The judges walk out onto the stage in the Milton Hotel. Five hundred excited, nervous people are watching them. Five hundred cameras flash when they go on stage. Dan feels very scared. He also knows that millions of people around the world are watching on TV.
The judges all stand up on the stage and pretend to open envelopes.
“And the winner is...” they all say. There is a moment of silence then lots and lots of really loud applause as the judges read out the names of their friends.
Then it is Dan’s turn.
“Ok everyone,” says David Froth, “Are we having a good time?!” Everyone shouts and claps. “Finally, we arrive at perhaps the most important award this evening: the Lifetime Achievement Award. Who will win this year? Will it be Dylan Roberts, voice of a generation? Or Jack Michaelson? Erm...dancer of a generation. Or Nobbo, bringer of world peace? To present the award, here is Dan Snaith, winner of the New Music Weekly competition.” Five hundred people applaud and shout. Five hundred cameras flash again in Dan’s face. Millions of people are watching him on TV.
Dan gets up nervously and stands in front of the microphone.
“Good evening!” he says. He opens an envelope which has a piece of paper in it. Nothing is written on the piece of paper. He says the words, “...and the winner is...” He stops and pauses. There is total silence in the room.
“The winner is....you!”
There is more total silence in the room. A few people say “What???”
“That’s right!” continues Dan, feeling more confident now. “You!” He looks directly into the TV cameras. “All the people around the world who listen to music and play music and love music! You are the most important people!”

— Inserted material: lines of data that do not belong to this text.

//! Select items per slot and add the build to the cart.

use anyhow::{bail, Context as _, Result};
use builder_commerce::catalog::ComponentSlot;
use builder_commerce::{ItemId, SlotKey};
use builder_engine::{BuilderEngine, SelectOutcome, SubmissionState};
use serde_json::json;

use super::prefetch::prefetch;
use super::BuildArgs;
use crate::context::Context;

/// One `slot=item` argument.
#[derive(Debug, Clone, PartialEq, Eq)]
struct Pick {
    slot: SlotKey,
    item: ItemId,
}

fn parse_pick(raw: &str) -> Result<Pick> {
    let Some((slot, item)) = raw.split_once('=') else {
        bail!("Expected SLOT=ITEM, got '{}'", raw);
    };
    let (slot, item) = (slot.trim(), item.trim());
    if slot.is_empty() || item.is_empty() {
        bail!("Expected SLOT=ITEM, got '{}'", raw);
    }
    Ok(Pick {
        slot: SlotKey::new(slot),
        item: ItemId::new(item),
    })
}

/// Run the build command.
pub async fn run(args: BuildArgs, ctx: &Context) -> Result<()> {
    let picks = args
        .picks
        .iter()
        .map(|raw| parse_pick(raw))
        .collect::<Result<Vec<_>>>()?;

    let slots: Vec<ComponentSlot> = ctx
        .config
        .slots
        .iter()
        .filter(|slot| picks.iter().any(|p| p.slot == slot.slot_key))
        .cloned()
        .collect();
    for pick in &picks {
        if !slots.iter().any(|slot| slot.slot_key == pick.slot) {
            bail!("Unknown slot: {}", pick.slot);
        }
    }

    let engine = ctx.engine()?;
    ctx.output.header("Assembling build");
    prefetch(&engine, &slots, ctx).await;

    for pick in &picks {
        apply_pick(&engine, pick, ctx)
            .with_context(|| format!("Could not select {} in {}", pick.item, pick.slot))?;
    }
    engine.flush_deferred();

    let lines = engine.order_lines();
    if !ctx.output.is_json() {
        for slot in &slots {
            if let Some(value) = engine.slot_value(&slot.slot_key) {
                for item in value.items() {
                    ctx.output
                        .kv(&slot.label, &format!("{} ({})", item.name, item.unit_price));
                }
            }
        }
        ctx.output.kv("Total", &engine.formatted_total());
    }

    if args.dry_run {
        if ctx.output.is_json() {
            ctx.output.json(&json!({
                "lines": lines,
                "total": engine.formatted_total(),
            }));
        }
        ctx.output.info("Dry run: nothing was added to the cart");
        return Ok(());
    }

    let spinner = ctx.output.spinner("Adding to cart...");
    let attempt = engine.submit_cart().await?;
    spinner.finish_and_clear();

    let stages: Vec<&str> = attempt.stages.iter().map(|s| s.as_str()).collect();
    ctx.output.debug(&format!("Stages: {}", stages.join(" -> ")));

    if ctx.output.is_json() {
        ctx.output.json(&json!({
            "lines": attempt.lines,
            "total": engine.formatted_total(),
            "stages": stages,
            "succeeded": attempt.is_succeeded(),
            "error": attempt.error().map(|e| e.to_string()),
            "redirect": attempt.redirect,
        }));
    }

    match &attempt.state {
        SubmissionState::Succeeded { via } => {
            engine.clear_optimistic_updates();
            ctx.output
                .success(&format!("Added {} item(s) to the cart via {}", lines.len(), via));
            Ok(())
        }
        SubmissionState::Failed(failure) => bail!("{}", failure.message()),
        state => bail!("Submission stopped in an unexpected state: {:?}", state),
    }
}

fn apply_pick(engine: &BuilderEngine, pick: &Pick, ctx: &Context) -> Result<()> {
    let Some(item) = engine
        .slot_items(&pick.slot)
        .into_iter()
        .find(|item| item.id == pick.item)
    else {
        bail!("No item {} is offered for slot {}", pick.item, pick.slot);
    };

    match engine.select(&pick.slot, item)? {
        SelectOutcome::Selected => ctx.output.debug(&format!("{} <- {}", pick.slot, pick.item)),
        SelectOutcome::Deselected => ctx
            .output
            .warn(&format!("{} was picked twice for {} and is now deselected", pick.item, pick.slot)),
        SelectOutcome::UnknownSlot => bail!("Unknown slot: {}", pick.slot),
    }
    Ok(())
}
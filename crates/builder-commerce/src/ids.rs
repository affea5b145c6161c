//! Newtype keys for type-safe identifiers.
//!
//! Item ids, category keys and slot keys are all strings on the wire; the
//! newtypes keep a slot key from being passed where a category key is due.

use serde::{Deserialize, Serialize};
use std::fmt;

macro_rules! define_key {
    ($(#[$meta:meta])* $name:ident) => {
        $(#[$meta])*
        #[derive(Debug, Clone, PartialEq, Eq, PartialOrd, Ord, Hash, Serialize, Deserialize)]
        #[serde(transparent)]
        pub struct $name(String);

        impl $name {
            /// Create a key from a string.
            pub fn new(id: impl Into<String>) -> Self {
                Self(id.into())
            }

            /// Get the key as a string slice.
            pub fn as_str(&self) -> &str {
                &self.0
            }

            /// True when the key is empty or whitespace only.
            pub fn is_blank(&self) -> bool {
                self.0.trim().is_empty()
            }

            /// Consume and return the inner string.
            pub fn into_inner(self) -> String {
                self.0
            }
        }

        impl fmt::Display for $name {
            fn fmt(&self, f: &mut fmt::Formatter<'_>) -> fmt::Result {
                f.write_str(&self.0)
            }
        }

        impl From<String> for $name {
            fn from(s: String) -> Self {
                Self(s)
            }
        }

        impl From<&str> for $name {
            fn from(s: &str) -> Self {
                Self(s.to_string())
            }
        }

        impl AsRef<str> for $name {
            fn as_ref(&self) -> &str {
                &self.0
            }
        }

        impl std::borrow::Borrow<str> for $name {
            fn borrow(&self) -> &str {
                &self.0
            }
        }
    };
}

define_key!(
    /// Identifier of a catalog item, as the cart service knows it.
    ItemId
);
define_key!(
    /// Opaque identifier of one fetchable product category.
    CategoryKey
);
define_key!(
    /// Identifier of one configurable position in the bundle.
    SlotKey
);

#[cfg(test)]
mod tests {
    use super::*;
    use std::collections::HashMap;

    #[test]
    fn test_key_from_str() {
        let key: CategoryKey = "cpu".into();
        assert_eq!(key.as_str(), "cpu");
        assert_eq!(key.to_string(), "cpu");
    }

    #[test]
    fn test_blank_key() {
        assert!(ItemId::new("  ").is_blank());
        assert!(!ItemId::new("42").is_blank());
    }

    #[test]
    fn test_borrow_lookup() {
        let mut map = HashMap::new();
        map.insert(SlotKey::new("gpu"), 1);
        assert_eq!(map.get("gpu"), Some(&1));
    }

    #[test]
    fn test_transparent_serde() {
        let json = serde_json::to_string(&ItemId::new("17")).unwrap();
        assert_eq!(json, "\"17\"");
    }
}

There is the sound of surprise in the big room. Dan sees Dylan Roberts, Jack Michaelson and Nobbo leave the room.
“These awards,” Dan continues, “are a fix! The music business is a fix! If nobody listened to or bought the music, there would be no winners here tonight. That is why YOU are the winners!”
Some people cheer and applaud, some people say “boooo!”.
But tonight, Dan Snaith knows that he has won, too.